## TASK GOAL
Copy, from the material below, each line where "indexed" shows up.
==== SOURCE DATA
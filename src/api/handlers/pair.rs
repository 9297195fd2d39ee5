//! Pair handlers: list, detail, and the legacy markets listing.

use axum::extract::{Path, Query, State};
use axum::response::IntoResponse;
use axum::routing::get;
use axum::{Json, Router};

use crate::api::dto::{MarketsResponse, PairDto, PairListResponse, PaginationParams};
use crate::app_state::AppState;
use crate::error::{ErrorResponse, IndexerError};

/// `GET /pairs` — List indexed pairs, newest first.
///
/// # Errors
///
/// Returns [`IndexerError::Storage`] if the view store cannot be read.
#[utoipa::path(
    get,
    path = "/api/v1/pairs",
    tag = "Pairs",
    summary = "List pairs",
    description = "Returns a page of indexed pairs, most recently created first. An empty or unreadable registry yields an empty page.",
    params(PaginationParams),
    responses(
        (status = 200, description = "Paginated pair list", body = PairListResponse),
        (status = 500, description = "Storage failure", body = ErrorResponse),
    )
)]
pub async fn list_pairs(
    State(state): State<AppState>,
    Query(params): Query<PaginationParams>,
) -> Result<impl IntoResponse, IndexerError> {
    let page = state.query_service.list_pairs(params.clamped()).await?;
    Ok(Json(PairListResponse::from(page)))
}

/// `GET /pairs/{pair_key}` — One pair.
///
/// # Errors
///
/// Returns [`IndexerError::PairNotFound`] if the pair is not indexed.
#[utoipa::path(
    get,
    path = "/api/v1/pairs/{pair_key}",
    tag = "Pairs",
    summary = "Get pair details",
    description = "Returns the current state of one pair, including curve price, market cap and accumulators.",
    params(
        ("pair_key" = String, Path, description = "Pair account address"),
    ),
    responses(
        (status = 200, description = "Pair details", body = PairDto),
        (status = 404, description = "Pair not found", body = ErrorResponse),
    )
)]
pub async fn get_pair(
    State(state): State<AppState>,
    Path(pair_key): Path<String>,
) -> Result<impl IntoResponse, IndexerError> {
    let pair = state.query_service.get_pair(&pair_key).await?;
    Ok(Json(PairDto::from(pair)))
}

/// `GET /api/markets` — Legacy pair listing.
///
/// # Errors
///
/// Returns [`IndexerError::Storage`] if the view store cannot be read.
#[utoipa::path(
    get,
    path = "/api/markets",
    tag = "Pairs",
    summary = "List pairs (legacy)",
    description = "Same data as `GET /api/v1/pairs`, under the `pairs` key used by older clients.",
    params(PaginationParams),
    responses(
        (status = 200, description = "Paginated pair list", body = MarketsResponse),
        (status = 500, description = "Storage failure", body = ErrorResponse),
    )
)]
pub async fn list_markets(
    State(state): State<AppState>,
    Query(params): Query<PaginationParams>,
) -> Result<impl IntoResponse, IndexerError> {
    let page = state.query_service.list_pairs(params.clamped()).await?;
    Ok(Json(MarketsResponse::from(page)))
}

/// Pair routes mounted under `/api/v1`.
pub fn routes() -> Router<AppState> {
    Router::new()
        .route("/pairs", get(list_pairs))
        .route("/pairs/{pair_key}", get(get_pair))
}

/// Legacy routes mounted at the root.
pub fn legacy_routes() -> Router<AppState> {
    Router::new().route("/api/markets", get(list_markets))
}
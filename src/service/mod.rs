//! Service layer: read-side orchestration.
//!
//! [`QueryService`] serves paginated, filtered slices of the view
//! collections maintained by the projection engine.

pub mod query_service;

pub use query_service::{DEFAULT_LIMIT, MAX_LIMIT, Page, PageRequest, QueryService};
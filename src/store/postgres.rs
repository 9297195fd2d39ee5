//! PostgreSQL implementation of the view store.

use std::time::Duration;

use sqlx::PgPool;
use sqlx::postgres::PgPoolOptions;
use sqlx::types::Json;

use super::{Collection, StoreError, ViewStore};

/// Connection settings for [`PostgresViewStore::connect`].
#[derive(Debug, Clone)]
pub struct PostgresSettings {
    /// PostgreSQL connection string.
    pub database_url: String,
    /// Maximum pooled connections.
    pub max_connections: u32,
    /// Minimum idle connections.
    pub min_connections: u32,
    /// Timeout for acquiring a connection.
    pub connect_timeout: Duration,
}

/// PostgreSQL-backed [`ViewStore`] using `sqlx::PgPool`.
///
/// Each collection is one row of `view_collections`; a batch is written
/// in a single transaction.
#[derive(Debug, Clone)]
pub struct PostgresViewStore {
    pool: PgPool,
}

impl PostgresViewStore {
    /// Creates a store over an existing connection pool.
    #[must_use]
    pub fn new(pool: PgPool) -> Self {
        Self { pool }
    }

    /// Connects, then applies the embedded migrations.
    ///
    /// # Errors
    ///
    /// Returns [`StoreError::Backend`] if the database is unreachable or a
    /// migration fails.
    pub async fn connect(settings: &PostgresSettings) -> Result<Self, StoreError> {
        let pool = PgPoolOptions::new()
            .max_connections(settings.max_connections)
            .min_connections(settings.min_connections)
            .acquire_timeout(settings.connect_timeout)
            .connect(&settings.database_url)
            .await?;

        sqlx::migrate!("./migrations")
            .run(&pool)
            .await
            .map_err(|e| StoreError::Backend(e.to_string()))?;

        tracing::info!("postgres view store connected");
        Ok(Self::new(pool))
    }
}

#[async_trait::async_trait]
impl ViewStore for PostgresViewStore {
    async fn load(&self, collection: Collection) -> Result<Option<serde_json::Value>, StoreError> {
        let row = sqlx::query_scalar::<_, Json<serde_json::Value>>(
            "SELECT body FROM view_collections WHERE name = $1",
        )
        .bind(collection.name())
        .fetch_optional(&self.pool)
        .await?;

        Ok(row.map(|Json(body)| body))
    }

    async fn commit(&self, batch: Vec<(Collection, serde_json::Value)>) -> Result<(), StoreError> {
        let mut tx = self.pool.begin().await?;
        for (collection, body) in batch {
            sqlx::query(
                "INSERT INTO view_collections (name, generation, body, updated_at) \
                 VALUES ($1, 1, $2, now()) \
                 ON CONFLICT (name) DO UPDATE \
                 SET generation = view_collections.generation + 1, \
                     body = EXCLUDED.body, \
                     updated_at = now()",
            )
            .bind(collection.name())
            .bind(Json(body))
            .execute(&mut *tx)
            .await?;
        }
        tx.commit().await?;
        Ok(())
    }
}
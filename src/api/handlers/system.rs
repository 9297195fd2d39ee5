//! System endpoints: health check.

use axum::extract::State;
use axum::http::StatusCode;
use axum::response::IntoResponse;
use axum::routing::get;
use axum::{Json, Router};
use chrono::Utc;
use serde::Serialize;
use utoipa::ToSchema;

use crate::app_state::AppState;

/// Health check response.
#[derive(Debug, Serialize, ToSchema)]
#[serde(rename_all = "camelCase")]
pub struct HealthResponse {
    status: String,
    timestamp: String,
    version: String,
    ingest_open: bool,
    ingest_capacity: usize,
}

/// `GET /health` — Service health status.
#[utoipa::path(
    get,
    path = "/health",
    tag = "System",
    summary = "Health check",
    description = "Returns service health status, version, current timestamp, and whether the projector is accepting events.",
    responses(
        (status = 200, description = "Service is healthy", body = HealthResponse),
    )
)]
pub async fn health_handler(State(state): State<AppState>) -> impl IntoResponse {
    let ingest_open = !state.ingest.is_closed();
    (
        StatusCode::OK,
        Json(HealthResponse {
            status: if ingest_open { "healthy" } else { "degraded" }.to_string(),
            timestamp: Utc::now().to_rfc3339(),
            version: env!("CARGO_PKG_VERSION").to_string(),
            ingest_open,
            ingest_capacity: state.ingest.capacity(),
        }),
    )
}

/// System routes mounted at the root level (not under /api/v1).
pub fn routes() -> Router<AppState> {
    Router::new().route("/health", get(health_handler))
}
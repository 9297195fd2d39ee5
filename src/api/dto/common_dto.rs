//! Shared DTO types used across multiple endpoints.

use serde::{Deserialize, Serialize};
use utoipa::{IntoParams, ToSchema};

use crate::service::{DEFAULT_LIMIT, PageRequest};

/// Pagination query parameters for list endpoints.
#[derive(Debug, Clone, Deserialize, IntoParams)]
#[into_params(parameter_in = Query)]
pub struct PaginationParams {
    /// Page number (1-indexed). Defaults to 1.
    #[serde(default = "default_page")]
    pub page: u32,
    /// Items per page (1–100). Defaults to 20.
    #[serde(default = "default_limit")]
    pub limit: u32,
}

/// Pagination plus an optional pair filter.
#[derive(Debug, Clone, Deserialize, IntoParams)]
#[serde(rename_all = "camelCase")]
#[into_params(parameter_in = Query)]
pub struct PairFilterParams {
    /// Page number (1-indexed). Defaults to 1.
    #[serde(default = "default_page")]
    pub page: u32,
    /// Items per page (1–100). Defaults to 20.
    #[serde(default = "default_limit")]
    pub limit: u32,
    /// Only return records of this pair.
    #[serde(default)]
    pub pair_key: Option<String>,
}

/// Pagination metadata flattened into list responses.
#[derive(Debug, Clone, Copy, Serialize, ToSchema)]
#[serde(rename_all = "camelCase")]
pub struct PageMeta {
    /// Total number of pages; 0 when there are no items.
    pub total_pages: u32,
    /// Page that was returned.
    pub current_page: u32,
}

const fn default_page() -> u32 {
    1
}

const fn default_limit() -> u32 {
    DEFAULT_LIMIT
}

impl PaginationParams {
    /// Clamps into a [`PageRequest`].
    #[must_use]
    pub fn clamped(&self) -> PageRequest {
        PageRequest::new(self.page, self.limit)
    }
}

impl PairFilterParams {
    /// Clamps into a [`PageRequest`].
    #[must_use]
    pub fn clamped(&self) -> PageRequest {
        PageRequest::new(self.page, self.limit)
    }

    /// The pair filter, ignoring blank values.
    #[must_use]
    pub fn pair_key(&self) -> Option<&str> {
        self.pair_key.as_deref().filter(|k| !k.trim().is_empty())
    }
}
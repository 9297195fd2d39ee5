//! Pair DTOs for list and detail endpoints.

use chrono::{DateTime, Utc};
use serde::Serialize;
use utoipa::ToSchema;

use super::common_dto::PageMeta;
use crate::domain::{Pair, RequestConfig};
use crate::service::Page;

/// One ad-slot tier.
#[derive(Debug, Clone, Serialize, ToSchema)]
#[serde(rename_all = "camelCase")]
pub struct RequestConfigDto {
    /// Slot price in collateral base units (decimal string).
    pub price: String,
    /// Slot description.
    pub description: String,
}

/// A pair as served by the read API.
#[derive(Debug, Clone, Serialize, ToSchema)]
#[serde(rename_all = "camelCase")]
pub struct PairDto {
    /// Factory creation sequence number.
    pub pair_id: u64,
    /// Pair account address.
    pub pair_key: String,
    /// Creator wallet.
    pub creator: String,
    /// Attention token mint.
    pub attention_token: String,
    /// Base price at creation (decimal string).
    pub base_price: String,
    /// Display name.
    pub name: String,
    /// Ticker symbol.
    pub ticker: String,
    /// Description.
    pub description: String,
    /// Token image URL.
    pub token_image: String,
    /// Twitter handle or URL.
    pub twitter: String,
    /// Telegram URL.
    pub telegram: String,
    /// Website URL.
    pub website: String,
    /// Ad-slot tiers.
    pub request_configs: Vec<RequestConfigDto>,
    /// Circulating supply (decimal string).
    pub supply: String,
    /// Net collateral (decimal string).
    pub liquidity: String,
    /// Gross collateral traded (decimal string).
    pub volume: String,
    /// Buys applied.
    pub buys: u64,
    /// Sells applied.
    pub sells: u64,
    /// Spot price.
    pub price: f64,
    /// Market capitalisation.
    pub market_cap: f64,
    /// Slot of the creation event.
    pub created_slot: u64,
    /// Creation timestamp.
    pub created_at: DateTime<Utc>,
    /// Last update timestamp.
    pub updated_at: DateTime<Utc>,
}

impl From<RequestConfig> for RequestConfigDto {
    fn from(config: RequestConfig) -> Self {
        Self {
            price: config.price.to_string(),
            description: config.description,
        }
    }
}

impl From<Pair> for PairDto {
    fn from(pair: Pair) -> Self {
        Self {
            pair_id: pair.pair_id,
            pair_key: pair.pair_key,
            creator: pair.creator,
            attention_token: pair.attention_token,
            base_price: pair.base_price.to_string(),
            name: pair.name,
            ticker: pair.ticker,
            description: pair.description,
            token_image: pair.token_image,
            twitter: pair.twitter,
            telegram: pair.telegram,
            website: pair.website,
            request_configs: pair.request_configs.into_iter().map(Into::into).collect(),
            supply: pair.supply.to_string(),
            liquidity: pair.liquidity.to_string(),
            volume: pair.volume.to_string(),
            buys: pair.buys,
            sells: pair.sells,
            price: pair.price,
            market_cap: pair.market_cap,
            created_slot: pair.created_slot,
            created_at: pair.created_at,
            updated_at: pair.updated_at,
        }
    }
}

/// Paginated list response for `GET /api/v1/pairs`.
#[derive(Debug, Serialize, ToSchema)]
pub struct PairListResponse {
    /// Pairs on this page, newest first.
    pub items: Vec<PairDto>,
    /// Pagination metadata.
    #[serde(flatten)]
    pub meta: PageMeta,
}

/// Legacy list response for `GET /api/markets`.
#[derive(Debug, Serialize, ToSchema)]
pub struct MarketsResponse {
    /// Pairs on this page, newest first.
    pub pairs: Vec<PairDto>,
    /// Pagination metadata.
    #[serde(flatten)]
    pub meta: PageMeta,
}

impl From<Page<Pair>> for PairListResponse {
    fn from(page: Page<Pair>) -> Self {
        let meta = PageMeta {
            total_pages: page.total_pages,
            current_page: page.current_page,
        };
        Self {
            items: page.map(PairDto::from).items,
            meta,
        }
    }
}

impl From<Page<Pair>> for MarketsResponse {
    fn from(page: Page<Pair>) -> Self {
        let PairListResponse { items, meta } = page.into();
        Self { pairs: items, meta }
    }
}
//! REST endpoint handlers organized by resource.

pub mod event;
pub mod pair;
pub mod request;
pub mod swap;
pub mod system;

use axum::Router;

use crate::app_state::AppState;

/// Composes all resource routes under `/api/v1`.
pub fn routes() -> Router<AppState> {
    Router::new()
        .merge(pair::routes())
        .merge(swap::routes())
        .merge(request::routes())
        .merge(event::routes())
}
========
## EXERCISE SOLUTION
/// `GET /pairs` — List indexed pairs, newest first.
    description = "Returns a page of indexed pairs, most recently created first. An empty or unreadable registry yields an empty page.",
/// Returns [`IndexerError::PairNotFound`] if the pair is not indexed.
    /// Page number (1-indexed). Defaults to 1.
    /// Page number (1-indexed). Defaults to 1.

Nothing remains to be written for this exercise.